Larry Martin speaks on justice in the face of modern slavery

Editor’s note: This article was initially published in The Daily Gazette, Swarthmore’s online, daily newspaper founded in Fall 1996. As of Fall 2018, the DG has merged with The Phoenix. See the about page to read more about the DG.

Yesterday, Larry Martin, Vice President of the International Justice Mission (IJM), spoke about his organization’s humanitarian work abroad. IJM strives to help “people suffering from injustice and oppression who cannot rely on local authorities for relief.” By rigorously documenting these injustices, the group seeks unequivocal evidence that can lead to positive legal recourse through existing power-structures. Founded by Gary Haugen after his involvement in the 1994 UN investigation of genocide in Rwanda, IJM defines itself as “Christ-centered” and works through an international network of churches in a spirit of charity.

Martin began by discussing IJM’s work in thwarting Cambodia’s under-age sex industry. He described the initial situation in some detail, where foreign pedophiles could buy 5 to 14-year-old girls for as little as twenty dollars a night. The enslaved children were mostly Vietnamese, sold by poverty-stricken parents. IJM began its work there in May of 2001 and completed no satisfying improvement until March of 2003; Martin described the long, difficult process of working for improvement as a journey in “darkness” where workers needed much courage to persist without losing hope. He quoted a passage from the Bible, Luke 10: 25-37, as a source of IJM’s inspiration.
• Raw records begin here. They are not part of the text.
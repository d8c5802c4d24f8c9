//! Command handling module.
//!
//! Classifies incoming message texts and decides the reply: a greeting for
//! `/start`, usage for `/help`, and an echo for plain text.

mod handler;
mod types;

pub use handler::{MessageHandler, Reply, ReplyKind};
pub use types::{BotCommand, Incoming};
The text proposes an ethic of impartial mercy and charity, which, he said, is natural when one confronts injustice directly and personally. To succeed in thwarting the Cambodian sex-trade, the group used video documentation to influence the US government’s Human Trafficking report to acknowledge flagrant negligence and complicity on the part of the Cambodian government, worked with NBC to publicize the issue as an investigative report, and finally achieved a measure of cooperation with Cambodian authorities. Today, the sex industry is unprofitable and dangerous for its customers.

IJM defines its success by four criteria of which only the first is stopping injustice. It also is concerned with caring for victims, making perpetrators accountable, and structurally preventing future injustices from reoccurring. In Cambodia, for instance, the group is working with other humanitarian groups to insure the psychological well-being, education, and heath of the girls it helped rescue. At IJM’s suggestion, a new US Ambassador to Cambodia with commitment to long-lasting change was appointed, and the group also helped train a special police unit created specifically for the fight against sex-trafficking.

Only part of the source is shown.